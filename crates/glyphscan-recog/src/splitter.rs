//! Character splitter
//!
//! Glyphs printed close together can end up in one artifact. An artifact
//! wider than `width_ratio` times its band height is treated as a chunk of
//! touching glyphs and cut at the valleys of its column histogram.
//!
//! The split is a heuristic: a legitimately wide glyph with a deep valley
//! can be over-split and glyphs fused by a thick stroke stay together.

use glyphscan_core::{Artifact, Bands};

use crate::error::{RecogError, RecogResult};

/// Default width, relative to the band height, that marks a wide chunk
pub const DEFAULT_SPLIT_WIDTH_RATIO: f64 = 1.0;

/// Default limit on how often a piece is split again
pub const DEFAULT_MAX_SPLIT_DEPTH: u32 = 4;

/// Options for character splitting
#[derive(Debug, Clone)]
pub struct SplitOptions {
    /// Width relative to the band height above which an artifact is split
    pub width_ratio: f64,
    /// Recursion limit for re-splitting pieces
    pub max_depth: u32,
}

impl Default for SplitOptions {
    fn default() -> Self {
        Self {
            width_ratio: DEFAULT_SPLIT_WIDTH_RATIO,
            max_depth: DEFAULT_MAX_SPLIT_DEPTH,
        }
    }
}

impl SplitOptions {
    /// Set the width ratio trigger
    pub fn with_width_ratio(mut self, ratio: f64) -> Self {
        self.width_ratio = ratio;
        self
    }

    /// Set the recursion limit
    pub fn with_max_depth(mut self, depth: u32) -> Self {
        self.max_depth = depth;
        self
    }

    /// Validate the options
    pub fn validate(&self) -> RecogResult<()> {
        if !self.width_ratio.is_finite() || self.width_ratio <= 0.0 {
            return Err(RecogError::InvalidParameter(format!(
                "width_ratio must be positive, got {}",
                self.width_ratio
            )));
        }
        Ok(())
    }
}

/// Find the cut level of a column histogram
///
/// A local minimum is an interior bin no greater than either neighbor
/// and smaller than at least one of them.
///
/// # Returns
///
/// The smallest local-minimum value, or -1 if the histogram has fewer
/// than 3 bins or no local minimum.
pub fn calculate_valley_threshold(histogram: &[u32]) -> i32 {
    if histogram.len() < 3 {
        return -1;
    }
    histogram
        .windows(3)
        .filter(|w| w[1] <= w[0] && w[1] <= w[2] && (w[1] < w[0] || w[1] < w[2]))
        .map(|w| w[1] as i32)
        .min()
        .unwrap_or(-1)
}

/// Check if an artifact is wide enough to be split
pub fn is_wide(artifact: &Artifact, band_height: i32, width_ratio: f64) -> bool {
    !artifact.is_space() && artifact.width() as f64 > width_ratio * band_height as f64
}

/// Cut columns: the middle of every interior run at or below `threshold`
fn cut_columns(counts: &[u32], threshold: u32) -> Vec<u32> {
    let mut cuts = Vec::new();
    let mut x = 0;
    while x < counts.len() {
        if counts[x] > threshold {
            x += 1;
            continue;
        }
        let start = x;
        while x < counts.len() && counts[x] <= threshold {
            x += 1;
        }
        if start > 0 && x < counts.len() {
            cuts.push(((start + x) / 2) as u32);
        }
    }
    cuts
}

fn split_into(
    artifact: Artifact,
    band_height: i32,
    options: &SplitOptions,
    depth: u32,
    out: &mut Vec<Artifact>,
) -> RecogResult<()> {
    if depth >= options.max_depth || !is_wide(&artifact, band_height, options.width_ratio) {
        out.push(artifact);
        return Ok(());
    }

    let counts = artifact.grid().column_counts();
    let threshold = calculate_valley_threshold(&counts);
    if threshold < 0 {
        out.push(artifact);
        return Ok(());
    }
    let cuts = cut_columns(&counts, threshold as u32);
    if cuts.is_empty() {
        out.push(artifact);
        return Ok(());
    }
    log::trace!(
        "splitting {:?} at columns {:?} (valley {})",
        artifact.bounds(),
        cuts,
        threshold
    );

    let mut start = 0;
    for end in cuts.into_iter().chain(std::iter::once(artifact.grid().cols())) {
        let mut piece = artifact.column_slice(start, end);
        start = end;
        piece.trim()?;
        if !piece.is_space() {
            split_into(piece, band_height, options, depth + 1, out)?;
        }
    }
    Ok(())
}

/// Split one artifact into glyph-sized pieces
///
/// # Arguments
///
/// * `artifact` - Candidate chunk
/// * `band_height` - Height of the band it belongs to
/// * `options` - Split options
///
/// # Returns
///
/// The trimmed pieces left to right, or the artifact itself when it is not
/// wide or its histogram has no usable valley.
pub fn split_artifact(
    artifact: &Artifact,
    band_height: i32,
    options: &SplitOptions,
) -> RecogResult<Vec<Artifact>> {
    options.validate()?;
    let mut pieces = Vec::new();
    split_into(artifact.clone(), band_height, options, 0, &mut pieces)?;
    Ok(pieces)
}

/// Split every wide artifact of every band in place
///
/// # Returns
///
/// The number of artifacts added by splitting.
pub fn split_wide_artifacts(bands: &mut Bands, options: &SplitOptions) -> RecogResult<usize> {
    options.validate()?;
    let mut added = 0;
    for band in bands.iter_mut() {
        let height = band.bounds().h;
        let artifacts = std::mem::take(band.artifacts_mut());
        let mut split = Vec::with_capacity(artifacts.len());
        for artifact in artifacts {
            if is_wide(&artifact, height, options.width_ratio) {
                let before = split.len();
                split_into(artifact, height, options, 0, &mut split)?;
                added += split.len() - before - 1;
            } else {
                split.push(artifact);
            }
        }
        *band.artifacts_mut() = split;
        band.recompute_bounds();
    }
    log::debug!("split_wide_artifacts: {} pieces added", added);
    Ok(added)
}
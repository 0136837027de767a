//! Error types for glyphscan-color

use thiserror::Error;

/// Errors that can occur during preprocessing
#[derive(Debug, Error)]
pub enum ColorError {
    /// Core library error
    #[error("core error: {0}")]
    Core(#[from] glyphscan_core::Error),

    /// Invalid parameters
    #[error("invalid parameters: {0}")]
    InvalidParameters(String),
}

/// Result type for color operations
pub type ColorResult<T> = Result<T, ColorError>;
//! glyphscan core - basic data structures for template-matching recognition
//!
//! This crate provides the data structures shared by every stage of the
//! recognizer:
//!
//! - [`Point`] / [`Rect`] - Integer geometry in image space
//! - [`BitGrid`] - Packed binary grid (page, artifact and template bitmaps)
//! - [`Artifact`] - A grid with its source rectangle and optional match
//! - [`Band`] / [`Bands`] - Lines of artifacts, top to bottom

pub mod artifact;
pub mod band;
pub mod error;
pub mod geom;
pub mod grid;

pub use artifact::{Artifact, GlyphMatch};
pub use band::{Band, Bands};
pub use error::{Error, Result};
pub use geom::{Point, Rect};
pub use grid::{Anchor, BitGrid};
•••••
■ Description of the task
Above are the records; repeat exactly the lines from the one holding "pub fn with_max_depth(mut" down to the one holding "be positive, got", end lines included.

■ Solution to this task
    pub fn with_max_depth(mut self, depth: u32) -> Self {
        self.max_depth = depth;
        self
    }

    /// Validate the options
    pub fn validate(&self) -> RecogResult<()> {
        if !self.width_ratio.is_finite() || self.width_ratio <= 0.0 {
            return Err(RecogError::InvalidParameter(format!(
                "width_ratio must be positive, got {}",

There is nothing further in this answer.